Collected data
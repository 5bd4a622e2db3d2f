// SPDX-License-Identifier: AGPL-3.0-or-later
//
// Copyright (C) 2026 Relational Network

//! Per-request authentication context.
//!
//! An [`AuthContext`] lives in the request extensions for the duration of a
//! single request. It is written at most once, by the gateway, and read by
//! handlers through the [`Auth`](super::Auth) extractor. Nothing is shared
//! between requests.

use std::sync::{Arc, OnceLock};

use super::claims::Principal;

/// Returned when a principal is already installed.
#[derive(Debug, Clone, PartialEq, Eq, thiserror::Error)]
#[error("authentication context already populated")]
pub struct AlreadyInstalled;

/// Write-once slot holding the request's principal.
///
/// Clones share the same slot, so the copy kept by the gateway and the copy
/// stored in the request extensions always agree. Installation is a single
/// atomic set: the slot is either empty or fully populated.
#[derive(Debug, Clone, Default)]
pub struct AuthContext {
    slot: Arc<OnceLock<Principal>>,
}

impl AuthContext {
    pub fn new() -> Self {
        Self::default()
    }

    /// Install the principal; fails if one is already present.
    pub fn install(&self, principal: Principal) -> Result<(), AlreadyInstalled> {
        self.slot.set(principal).map_err(|_| AlreadyInstalled)
    }

    pub fn principal(&self) -> Option<&Principal> {
        self.slot.get()
    }

    pub fn is_set(&self) -> bool {
        self.slot.get().is_some()
    }
}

### Problem description
Both end lines included, restate word for word the lines above from the line with "duration of a" to the line with "pub fn install(&self, principal: Principal)", and nothing else.

### Answer to this problem
//! An [`AuthContext`] lives in the request extensions for the duration of a
//! single request. It is written at most once, by the gateway, and read by
//! handlers through the [`Auth`](super::Auth) extractor. Nothing is shared
//! between requests.

use std::sync::{Arc, OnceLock};

use super::claims::Principal;

/// Returned when a principal is already installed.
#[derive(Debug, Clone, PartialEq, Eq, thiserror::Error)]
#[error("authentication context already populated")]
pub struct AlreadyInstalled;

/// Write-once slot holding the request's principal.
///
/// Clones share the same slot, so the copy kept by the gateway and the copy
/// stored in the request extensions always agree. Installation is a single
/// atomic set: the slot is either empty or fully populated.
#[derive(Debug, Clone, Default)]
pub struct AuthContext {
    slot: Arc<OnceLock<Principal>>,
}

impl AuthContext {
    pub fn new() -> Self {
        Self::default()
    }

    /// Install the principal; fails if one is already present.
    pub fn install(&self, principal: Principal) -> Result<(), AlreadyInstalled> {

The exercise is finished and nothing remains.